Motherfuck, he thought, ducking his head. The young fangirls were so wild. The kind with “Eight” inked on eight different body parts.

“You never really told me about your mom,” he said, facing away from the girl.

“Hmm.” Eva licked her gelato. “Let’s see. She was from a tiny town, Belle Fleur. Growing up, people called her Mandy, a nickname for Mantis. ’Cause she was born with her hands in a prayer, like a praying mantis. On the bayou,” she started in her mom’s Louisiana drawl, “your given name is just a suggestion.” She smiled. “Lizette suits her better.”

“Sounds fragile and tragic.”

“That’s my mom,” said Eva, nodding. “Anyway, she wasn’t trained for anything beyond winning pageants. She got all the way to Miss Universe in 1987 but was disqualified.”

“On some Vanessa Williams shit?” asked Shane.

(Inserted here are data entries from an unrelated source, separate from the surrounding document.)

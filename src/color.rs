use compact_str::{format_compact, CompactString};
use ratatui::style::Color;

/// Builds a [`Color::Rgb`] from a `0xRRGGBB` literal.
pub const fn rgb(hex: u32) -> Color {
    Color::Rgb((hex >> 16) as u8, (hex >> 8) as u8, hex as u8)
}

/// Converts a [`Color`] to its RGB components.
///
/// Named colors use the xterm palette. Colors without an RGB meaning
/// (e.g. [`Color::Reset`]) resolve to `fallback`.
pub fn to_rgb(color: Color, fallback: (u8, u8, u8)) -> (u8, u8, u8) {
    match color {
        Color::Rgb(r, g, b) => (r, g, b),
        Color::Black => (0, 0, 0),
        Color::Red => (128, 0, 0),
        Color::Green => (0, 128, 0),
        Color::Yellow => (128, 128, 0),
        Color::Blue => (0, 0, 128),
        Color::Magenta => (128, 0, 128),
        Color::Cyan => (0, 128, 128),
        Color::Gray => (192, 192, 192),
        Color::DarkGray => (128, 128, 128),
        Color::LightRed => (255, 0, 0),
        Color::LightGreen => (0, 255, 0),
        Color::LightYellow => (255, 255, 0),
        Color::LightBlue => (0, 0, 255),
        Color::LightMagenta => (255, 0, 255),
        Color::LightCyan => (0, 255, 255),
        Color::White => (255, 255, 255),
        Color::Indexed(_) | Color::Reset => fallback,
    }
}

/// Converts a [`Color`] to an opaque CSS color string (`#rrggbb`).
///
/// The result always fits inline in a [`CompactString`], so this does not
/// allocate in the render loop.
pub fn to_css(color: Color) -> CompactString {
    let (r, g, b) = to_rgb(color, (255, 255, 255));
    format_compact!("#{r:02x}{g:02x}{b:02x}")
}

/// Converts a [`Color`] to a CSS `rgba()` string with the given alpha.
pub fn to_css_rgba(color: Color, alpha: f64) -> CompactString {
    let (r, g, b) = to_rgb(color, (255, 255, 255));
    let alpha = alpha.clamp(0.0, 1.0);
    format_compact!("rgba({r},{g},{b},{alpha:.3})")
}

/// Parses a computed CSS color of the form `rgb(r, g, b)` or `rgba(r, g, b, a)`.
///
/// Returns the components and the alpha channel.
pub fn parse_css_rgb(value: &str) -> Option<((u8, u8, u8), f64)> {
    let value = value.trim();
    let inner = value
        .strip_prefix("rgba(")
        .or_else(|| value.strip_prefix("rgb("))?
        .strip_suffix(')')?;
    let mut parts = inner
        .split([',', ' ', '/'])
        .map(str::trim)
        .filter(|part| !part.is_empty());
    let mut channel = || -> Option<u8> {
        let v: f64 = parts.next()?.parse().ok()?;
        Some(v.clamp(0.0, 255.0).round() as u8)
    };
    let rgb = (channel()?, channel()?, channel()?);
    let alpha = match parts.next() {
        Some(alpha) => alpha.parse().ok()?,
        None => 1.0,
    };
    Some((rgb, alpha))
}

/// Relative luminance in `[0, 1]` (sRGB, ITU-R BT.709 weights).
pub fn relative_luminance((r, g, b): (u8, u8, u8)) -> f64 {
    let linear = |c: u8| {
        let c = c as f64 / 255.0;
        if c <= 0.04045 {
            c / 12.92
        } else {
            ((c + 0.055) / 1.055).powf(2.4)
        }
    };
    0.2126 * linear(r) + 0.7152 * linear(g) + 0.0722 * linear(b)
}

#[cfg(test)]
mod tests {
    use super::*;

    #[test]
    fn test_rgb() {
        assert_eq!(rgb(0xFF8C00), Color::Rgb(255, 140, 0));
    }

    #[test]
    fn test_to_css() {
        assert_eq!(to_css(Color::Rgb(0xFF, 0xD7, 0x00)), "#ffd700");
        assert_eq!(to_css(Color::Black), "#000000");
        assert_eq!(to_css(Color::Reset), "#ffffff");
    }

    #[test]
    fn test_to_css_rgba() {
        assert_eq!(
            to_css_rgba(Color::Rgb(255, 69, 0), 0.0),
            "rgba(255,69,0,0.000)"
        );
        assert_eq!(to_css_rgba(Color::White, 1.7), "rgba(255,255,255,1.000)");
        assert!(!to_css_rgba(Color::White, 0.5).is_heap_allocated());
    }

    #[test]
    fn test_parse_css_rgb() {
        assert_eq!(parse_css_rgb("rgb(255, 255, 255)"), Some(((255, 255, 255), 1.0)));
        assert_eq!(parse_css_rgb("rgba(0, 0, 0, 0)"), Some(((0, 0, 0), 0.0)));
        assert_eq!(parse_css_rgb("rgb(18 18 18 / 0.5)"), Some(((18, 18, 18), 0.5)));
        assert_eq!(parse_css_rgb("transparent"), None);
        assert_eq!(parse_css_rgb("rgb(1, 2)"), None);
    }

    #[test]
    fn test_relative_luminance() {
        assert_eq!(relative_luminance((0, 0, 0)), 0.0);
        assert!((relative_luminance((255, 255, 255)) - 1.0).abs() < 1e-9);
        assert!(relative_luminance((30, 30, 30)) < 0.5);
    }
}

“No, ’cause she couldn’t enter the swimsuit competition with a second-trimester bump.” She chuckled. “After I was born, we moved to LA, but she was too short to model, and her accent was too thick to act. Her saviors were rich men. She became a sort of…professional mistress. Which was lucrative, for a while. The homes, clothes, schools—all top-notch. You know, I don’t remember the inside of any apartments I lived in as a kid? Just the view from my bedroom windows. A man-made lake with marble mermaid fountain in Vegas. The back of a ritzy Persian restaurant in Chicago. In Atlanta, it was a cul-de-sac with a heavy stray-cat population, all of which I named after Wu-Tang members.”

“That’s a lot of cats.”

“After each break up, we’d move. By the time I was a teenager, the cities had gotten seedier, and the men she chose were nightmares. But she never saw trouble coming, you know? She was so childlike,” said Eva. “She slept all day, went out at night, and I was left on my own.” Eva paused, her brow low. “Lizette was a kook. But to be fair, her mom, my grandma Clotilde? Also a confirmed kook.”